**What you have to do**
Report each line from the entries in which "Debug" can be found.

[Collected data]
§

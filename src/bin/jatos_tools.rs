use std::fs;
use std::path::{Path, PathBuf};

use anyhow::{Context, Result, bail};
use clap::{Parser, Subcommand, ValueEnum};
use jatos_tools::AppConfig;
use jatos_tools::api::{TrialAnalysis, TrialAnalysisJsonContractV1, build_trials};
use jatos_tools::archive::collect_data_files;
use jatos_tools::data::{DataTable, parse_jatos_data, parse_labjs_data, parse_trial_file};
use jatos_tools::telemetry::init_default_tracing;
use walkdir::WalkDir;

#[derive(Parser)]
#[command(
    name = "jatos-tools",
    about = "Post-process JATOS exports of mouse-tracking reading studies"
)]
struct Cli {
    /// Path to a TOML configuration file
    #[arg(short, long, global = true)]
    config: Option<PathBuf>,

    /// Log filter, overrides `[logging] level`
    #[arg(long, global = true)]
    log_level: Option<String>,

    #[command(subcommand)]
    command: Command,
}

#[derive(Subcommand)]
enum Command {
    /// Flatten a results archive into `<DATA_DIR>/raw_data`
    Collect {
        data_dir: PathBuf,
    },
    /// Parse one raw result file into a JSON table
    Parse {
        file: PathBuf,
        #[arg(long, value_enum, default_value_t = ParseFormat::Auto)]
        format: ParseFormat,
        /// Keep the lab.js metadata row
        #[arg(long)]
        keep_meta: bool,
        #[arg(short, long)]
        output: Option<PathBuf>,
    },
    /// Compute word layouts and dwell times for every reading trial
    Analyze {
        /// Raw result files, or directories of `.txt` files
        #[arg(required = true)]
        inputs: Vec<PathBuf>,
        #[arg(short, long)]
        output: Option<PathBuf>,
    },
    /// Render one PNG heatmap per reading trial
    Heatmap {
        /// Raw result files, or directories of `.txt` files
        inputs: Vec<PathBuf>,
        /// Previously written `analyze` output instead of raw files
        #[arg(long, conflicts_with = "inputs")]
        from_analysis: Option<PathBuf>,
        #[arg(long, default_value = "heatmaps")]
        out_dir: PathBuf,
    },
}

#[derive(Debug, Clone, Copy, PartialEq, Eq, ValueEnum)]
enum ParseFormat {
    /// Detect a single-array file or one object per line
    Auto,
    Labjs,
    Jatos,
}

fn main() -> Result<()> {
    let cli = Cli::parse();

    let config = AppConfig::load_or_default(cli.config.as_deref())
        .with_context(|| format!("failed to load config from {:?}", cli.config))?;
    let level = cli.log_level.as_deref().unwrap_or(&config.logging.level);
    let _ = init_default_tracing(level);

    match cli.command {
        Command::Collect { data_dir } => {
            let report = collect_data_files(&data_dir)
                .with_context(|| format!("failed to collect {}", data_dir.display()))?;
            println!(
                "moved {} files into {} ({} renamed, {} missing, {} folders removed)",
                report.moved,
                report.raw_data_dir.display(),
                report.renamed,
                report.missing.len(),
                report.folders_removed
            );
        }
        Command::Parse {
            file,
            format,
            keep_meta,
            output,
        } => {
            let table = parse_table(&file, format, keep_meta)?;
            write_output(output.as_deref(), &table.to_json_records_pretty()?)?;
        }
        Command::Analyze { inputs, output } => {
            let trials = analyze_inputs(&config, &inputs)?;
            let json = TrialAnalysisJsonContractV1::new(trials).to_json_pretty()?;
            write_output(output.as_deref(), &json)?;
        }
        Command::Heatmap {
            inputs,
            from_analysis,
            out_dir,
        } => {
            let trials = match from_analysis {
                Some(path) => {
                    let raw = fs::read_to_string(&path)
                        .with_context(|| format!("failed to read {}", path.display()))?;
                    TrialAnalysisJsonContractV1::from_json_compat_str(&raw)?.trials
                }
                None if inputs.is_empty() => bail!("no inputs given"),
                None => analyze_inputs(&config, &inputs)?,
            };
            render_heatmaps(&config, &trials, &out_dir)?;
        }
    }

    Ok(())
}

fn parse_table(file: &Path, format: ParseFormat, keep_meta: bool) -> Result<DataTable> {
    let table = match format {
        ParseFormat::Auto => parse_trial_file(file).map(|(_, table)| table),
        ParseFormat::Labjs => parse_labjs_data(file, !keep_meta),
        ParseFormat::Jatos => parse_jatos_data(file),
    };
    table.with_context(|| format!("failed to parse {}", file.display()))
}

fn analyze_inputs(config: &AppConfig, inputs: &[PathBuf]) -> Result<Vec<TrialAnalysis>> {
    let files = expand_inputs(inputs)?;
    if files.is_empty() {
        bail!("no .txt files found in the given inputs");
    }
    let font = config.load_font();
    let trials = build_trials(&files, &font, config.analysis_options())?;
    tracing::info!(
        files = files.len(),
        trials = trials.len(),
        "analyzed reading trials"
    );
    Ok(trials)
}

/// Files are taken as given; directories contribute their `.txt` files in name order.
fn expand_inputs(inputs: &[PathBuf]) -> Result<Vec<PathBuf>> {
    let mut files = Vec::new();
    for input in inputs {
        if !input.is_dir() {
            files.push(input.clone());
            continue;
        }
        for entry in WalkDir::new(input)
            .min_depth(1)
            .max_depth(1)
            .sort_by_file_name()
        {
            let entry = entry.with_context(|| format!("failed to list {}", input.display()))?;
            let path = entry.path();
            if entry.file_type().is_file()
                && path.extension().and_then(|ext| ext.to_str()) == Some("txt")
            {
                files.push(entry.into_path());
            }
        }
    }
    Ok(files)
}

fn write_output(output: Option<&Path>, content: &str) -> Result<()> {
    match output {
        Some(path) => {
            if let Some(parent) = path.parent().filter(|parent| !parent.as_os_str().is_empty()) {
                fs::create_dir_all(parent)
                    .with_context(|| format!("failed to create {}", parent.display()))?;
            }
            fs::write(path, content).with_context(|| format!("failed to write {}", path.display()))
        }
        None => {
            println!("{content}");
            Ok(())
        }
    }
}

#[cfg(feature = "cairo-backend")]
fn render_heatmaps(config: &AppConfig, trials: &[TrialAnalysis], out_dir: &Path) -> Result<()> {
    use jatos_tools::render::{CairoRenderer, heatmap_canvas, heatmap_file_name, render_heatmap};

    fs::create_dir_all(out_dir)
        .with_context(|| format!("failed to create {}", out_dir.display()))?;
    for trial in trials {
        let mut renderer = CairoRenderer::new(heatmap_canvas(trial, &config.heatmap))?
            .with_font_family(config.heatmap.font_family.as_str());
        render_heatmap(&mut renderer, trial, &config.heatmap).with_context(|| {
            format!(
                "failed to render participant {} trial {}",
                trial.participant_id, trial.trial_num
            )
        })?;
        renderer.write_png(out_dir.join(heatmap_file_name(trial)))?;
    }
    println!("wrote {} heatmaps to {}", trials.len(), out_dir.display());
    Ok(())
}

#[cfg(not(feature = "cairo-backend"))]
fn render_heatmaps(config: &AppConfig, trials: &[TrialAnalysis], _out_dir: &Path) -> Result<()> {
    use jatos_tools::render::{NullRenderer, render_heatmap};

    let mut renderer = NullRenderer::default();
    for trial in trials {
        render_heatmap(&mut renderer, trial, &config.heatmap)?;
    }
    bail!(
        "validated {} heatmap frames, but PNG output needs the `cairo-backend` feature",
        renderer.frames_rendered
    )
}
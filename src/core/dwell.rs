use serde::{Deserialize, Serialize};
use tracing::trace;

use crate::core::primitives::round_dp;
use crate::core::{PointerSample, WordBox, WordDuration};
use crate::error::{JatosError, JatosResult};

/// Hit-test tolerances and interval filter for dwell-time aggregation.
#[derive(Debug, Clone, Copy, PartialEq, Serialize, Deserialize)]
#[serde(default)]
pub struct DwellPolicy {
    /// Horizontal slack in px added on both sides of a word box.
    pub x_tolerance: f64,
    /// Vertical slack in px around a word's y position.
    pub y_tolerance: f64,
    /// Intervals longer than this are tracking gaps and are not attributed.
    pub max_interval_ms: f64,
}

impl Default for DwellPolicy {
    fn default() -> Self {
        Self {
            x_tolerance: 5.0,
            y_tolerance: 15.0,
            max_interval_ms: 1000.0,
        }
    }
}

impl DwellPolicy {
    pub fn validate(self) -> JatosResult<()> {
        for (name, value) in [
            ("x_tolerance", self.x_tolerance),
            ("y_tolerance", self.y_tolerance),
            ("max_interval_ms", self.max_interval_ms),
        ] {
            if !value.is_finite() || value < 0.0 {
                return Err(JatosError::InvalidArgument(format!(
                    "dwell policy `{name}` must be finite and >= 0"
                )));
            }
        }
        Ok(())
    }
}

/// Accumulates how long the pointer rested over each word box.
///
/// Each interval between consecutive samples is credited to the position of
/// its first sample. Intervals with `dt <= 0` or `dt > max_interval_ms` are
/// dropped, as are samples outside every box. When boxes overlap the first
/// box in layout order wins.
///
/// Returns one record per box in box order; fewer than two samples yields
/// all-zero durations. Durations are rounded to 2 decimals and coordinates to
/// 1 decimal only when the records are built.
pub fn compute_word_durations(
    samples: &[PointerSample],
    boxes: &[WordBox],
    policy: DwellPolicy,
) -> JatosResult<Vec<WordDuration>> {
    if boxes.is_empty() {
        return Err(JatosError::InvalidArgument(
            "word boxes must not be empty".to_owned(),
        ));
    }
    policy.validate()?;

    let mut durations = vec![0.0_f64; boxes.len()];
    let mut attributed = 0_usize;

    for pair in samples.windows(2) {
        let (point, next) = (pair[0], pair[1]);
        let dt = next.timestamp - point.timestamp;
        if !(dt > 0.0 && dt <= policy.max_interval_ms) {
            continue;
        }

        if let Some(position) = boxes.iter().position(|word_box| {
            word_box.contains(point.x, point.y, policy.x_tolerance, policy.y_tolerance)
        }) {
            durations[position] += dt;
            attributed += 1;
        }
    }

    trace!(
        samples = samples.len(),
        words = boxes.len(),
        attributed,
        "aggregated word durations"
    );

    Ok(boxes
        .iter()
        .zip(durations)
        .map(|(word_box, duration)| WordDuration {
            word_index: word_box.word_index,
            word: word_box.word.clone(),
            duration_ms: round_dp(duration, 2),
            x_start: round_dp(word_box.x_start, 1),
            x_end: round_dp(word_box.x_end, 1),
            y_position: round_dp(word_box.y_position, 1),
            line_index: word_box.line_index,
        })
        .collect())
}
use serde::{Deserialize, Serialize};

use crate::error::{JatosError, JatosResult};

use super::TrialAnalysis;

pub const TRIAL_ANALYSIS_JSON_SCHEMA_V1: u32 = 1;

#[derive(Debug, Clone, PartialEq, Serialize, Deserialize)]
pub struct TrialAnalysisJsonContractV1 {
    pub schema_version: u32,
    pub trials: Vec<TrialAnalysis>,
}

impl TrialAnalysisJsonContractV1 {
    #[must_use]
    pub fn new(trials: Vec<TrialAnalysis>) -> Self {
        Self {
            schema_version: TRIAL_ANALYSIS_JSON_SCHEMA_V1,
            trials,
        }
    }

    pub fn to_json_pretty(&self) -> JatosResult<String> {
        serde_json::to_string_pretty(self).map_err(|e| {
            JatosError::InvalidData(format!("failed to serialize trial analysis contract v1: {e}"))
        })
    }

    /// Accepts either the versioned payload or a bare array of trials.
    pub fn from_json_compat_str(input: &str) -> JatosResult<Self> {
        if let Ok(trials) = serde_json::from_str::<Vec<TrialAnalysis>>(input) {
            return Ok(Self::new(trials));
        }
        let payload: Self = serde_json::from_str(input).map_err(|e| {
            JatosError::InvalidData(format!("failed to parse trial analysis json payload: {e}"))
        })?;
        if payload.schema_version != TRIAL_ANALYSIS_JSON_SCHEMA_V1 {
            return Err(JatosError::InvalidData(format!(
                "unsupported trial analysis schema version: {}",
                payload.schema_version
            )));
        }
        Ok(payload)
    }
}
use std::fs;
use std::path::{Path, PathBuf};

use jatos_tools::JatosError;
use jatos_tools::data::{TrialFileFormat, parse_jatos_data, parse_labjs_data, parse_trial_file};
use serde_json::{Value, json};
use tempfile::TempDir;

fn write_file(dir: &Path, name: &str, content: &str) -> PathBuf {
    let path = dir.join(name);
    fs::write(&path, content).expect("write fixture");
    path
}

const LABJS_FILE: &str = concat!(
    r#"[{"labjs_version":"20.2.4","meta":{"user_agent":"test"}},{"sender":"welcome","duration":812}]"#,
    "\n",
    r#"{"sender":"reading","duration":4310,"response":"space"}"#,
    "\n",
);

#[test]
fn labjs_rows_drop_metadata_row_by_default_flag() {
    let dir = TempDir::new().expect("tempdir");
    let path = write_file(dir.path(), "labjs.txt", LABJS_FILE);

    let table = parse_labjs_data(&path, true).expect("parse");

    assert_eq!(table.len(), 2);
    assert_eq!(table.cell(0, "sender"), Some(&json!("welcome")));
    assert_eq!(table.cell(1, "response"), Some(&json!("space")));
    // Metadata columns stay in the union even after the row is removed.
    assert!(table.has_column("labjs_version"));
}

#[test]
fn labjs_metadata_row_can_be_kept() {
    let dir = TempDir::new().expect("tempdir");
    let path = write_file(dir.path(), "labjs.txt", LABJS_FILE);

    let table = parse_labjs_data(&path, false).expect("parse");

    assert_eq!(table.len(), 3);
    assert_eq!(table.cell(0, "labjs_version"), Some(&json!("20.2.4")));
    assert_eq!(
        table.columns().collect::<Vec<_>>(),
        vec!["labjs_version", "meta", "sender", "duration", "response"]
    );
}

#[test]
fn non_labjs_file_is_rejected_by_labjs_parser() {
    let dir = TempDir::new().expect("tempdir");
    let path = write_file(dir.path(), "other.txt", "{\"sender\":\"x\"}\n");

    let err = parse_labjs_data(&path, true).expect_err("missing marker");
    assert!(matches!(
        err,
        JatosError::UnrecognizedFormat {
            expected: "lab.js",
            ..
        }
    ));
}

#[test]
fn malformed_line_reports_its_line_number() {
    let dir = TempDir::new().expect("tempdir");
    let path = write_file(dir.path(), "broken.txt", "{\"a\":1}\n{\"a\":\n");

    let err = parse_jatos_data(&path).expect_err("malformed json");
    match err {
        JatosError::Json { line, path: at, .. } => {
            assert_eq!(line, 2);
            assert_eq!(at, path);
        }
        other => panic!("unexpected error: {other:?}"),
    }
}

#[test]
fn jatos_rows_union_columns_and_skip_blank_lines() {
    let dir = TempDir::new().expect("tempdir");
    let path = write_file(
        dir.path(),
        "jatos.txt",
        "{\"trial\":1,\"rt\":530}\n\n{\"trial\":2,\"correct\":true}\n",
    );

    let table = parse_jatos_data(&path).expect("parse");

    assert_eq!(table.len(), 2);
    assert_eq!(
        table.columns().collect::<Vec<_>>(),
        vec!["trial", "rt", "correct"]
    );
    let dense = table.dense_records();
    assert_eq!(dense[0]["correct"], Value::Null);
    assert_eq!(dense[1]["rt"], Value::Null);
}

#[test]
fn jatos_parser_rejects_non_object_lines() {
    let dir = TempDir::new().expect("tempdir");
    let path = write_file(dir.path(), "array.txt", "[{\"a\":1}]\n");

    let err = parse_jatos_data(&path).expect_err("array line");
    assert!(matches!(err, JatosError::InvalidData(_)));
}

#[test]
fn missing_file_is_an_io_error() {
    let dir = TempDir::new().expect("tempdir");
    let err = parse_jatos_data(dir.path().join("absent.txt")).expect_err("missing");
    assert!(matches!(err, JatosError::Io { .. }));
}

#[test]
fn trial_file_detects_single_array_layout() {
    let dir = TempDir::new().expect("tempdir");
    let path = write_file(
        dir.path(),
        "6138_2.txt",
        r#"[{"trial_type":"instructions"},{"trial_type":"reading","text_content":"the cat"}]"#,
    );

    let (format, table) = parse_trial_file(&path).expect("parse");

    assert_eq!(format, TrialFileFormat::SingleArray);
    assert_eq!(table.len(), 2);
    assert_eq!(table.rows_where("trial_type", "reading").count(), 1);
}

#[test]
fn trial_file_falls_back_to_object_per_line() {
    let dir = TempDir::new().expect("tempdir");
    let path = write_file(
        dir.path(),
        "6138_3.txt",
        "{\"trial_type\":\"reading\"}\n{\"trial_type\":\"survey\"}\n",
    );

    let (format, table) = parse_trial_file(&path).expect("parse");

    assert_eq!(format, TrialFileFormat::ObjectPerLine);
    assert_eq!(table.len(), 2);
}

#[test]
fn json_export_is_dense_and_ordered() {
    let dir = TempDir::new().expect("tempdir");
    let path = write_file(dir.path(), "jatos.txt", "{\"b\":1}\n{\"a\":2}\n");

    let table = parse_jatos_data(&path).expect("parse");
    let exported: Value =
        serde_json::from_str(&table.to_json_records_pretty().expect("json")).expect("reparse");

    assert_eq!(exported, json!([{"b": 1, "a": null}, {"b": null, "a": 2}]));
}
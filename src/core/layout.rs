use serde::{Deserialize, Serialize};
use tracing::trace;

use crate::core::WordBox;
use crate::error::{JatosError, JatosResult};
use crate::font::TextMeasurer;

/// Padding and line spacing the experiment used when drawing reading text.
#[derive(Debug, Clone, Copy, PartialEq, Eq, Serialize, Deserialize)]
#[serde(default)]
pub struct LayoutMetrics {
    /// Total horizontal padding; half of it is the left margin.
    pub horizontal_padding: u32,
    pub vertical_padding_top: u32,
    pub line_height: u32,
}

impl Default for LayoutMetrics {
    fn default() -> Self {
        Self {
            horizontal_padding: 30,
            vertical_padding_top: 20,
            line_height: 25,
        }
    }
}

impl LayoutMetrics {
    /// Baseline offset added below the top padding for the first line.
    pub const FIRST_LINE_OFFSET: u32 = 10;

    #[must_use]
    pub fn text_start_x(self) -> f64 {
        f64::from(self.horizontal_padding / 2)
    }

    #[must_use]
    pub fn line_y(self, line_index: usize) -> f64 {
        f64::from(self.vertical_padding_top)
            + f64::from(Self::FIRST_LINE_OFFSET)
            + line_index as f64 * f64::from(self.line_height)
    }
}

/// Reconstructs the word-wrapped layout of `text` on a canvas `canvas_width` px wide.
///
/// Words are the tokens of a split on single spaces, so repeated, leading or
/// trailing spaces yield empty words with zero-width boxes. A word wider than
/// the available width is never broken; it gets a line of its own.
///
/// The cursor is re-derived from the width of the whole line so far (plus one
/// space) instead of summing word and space widths, which keeps kerning and
/// rounding from drifting along long lines.
pub fn compute_word_boxes<M: TextMeasurer + ?Sized>(
    text: &str,
    canvas_width: u32,
    font: &M,
    metrics: LayoutMetrics,
) -> JatosResult<Vec<WordBox>> {
    if canvas_width == 0 {
        return Err(JatosError::InvalidArgument(
            "canvas width must be > 0".to_owned(),
        ));
    }

    let text_start_x = metrics.text_start_x();
    let available_width = f64::from(canvas_width) - f64::from(metrics.horizontal_padding);

    let mut boxes = Vec::new();
    let mut current_line = String::new();
    let mut cursor = text_start_x;
    let mut line_index = 0_usize;

    for word in text.split(' ') {
        let candidate = if current_line.is_empty() {
            word.to_owned()
        } else {
            format!("{current_line} {word}")
        };

        if font.text_width(&candidate) > available_width && !current_line.is_empty() {
            line_index += 1;
            current_line = word.to_owned();
            cursor = text_start_x;
        } else {
            if !current_line.is_empty() {
                current_line.push(' ');
                cursor = text_start_x + font.text_width(&current_line);
            }
            current_line = candidate;
        }

        let word_width = font.text_width(word);
        boxes.push(WordBox {
            word: word.to_owned(),
            word_index: boxes.len(),
            x_start: cursor,
            x_end: cursor + word_width,
            y_position: metrics.line_y(line_index),
            line_index,
        });
        cursor += word_width;
    }

    trace!(
        words = boxes.len(),
        lines = line_index + 1,
        canvas_width,
        "reconstructed text layout"
    );
    Ok(boxes)
}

§

**Reply**
#[derive(Debug, Clone, Copy, PartialEq, Eq, ValueEnum)]
#[derive(Debug, Clone, Copy, PartialEq, Serialize, Deserialize)]
#[derive(Debug, Clone, PartialEq, Serialize, Deserialize)]
#[derive(Debug, Clone, Copy, PartialEq, Eq, Serialize, Deserialize)]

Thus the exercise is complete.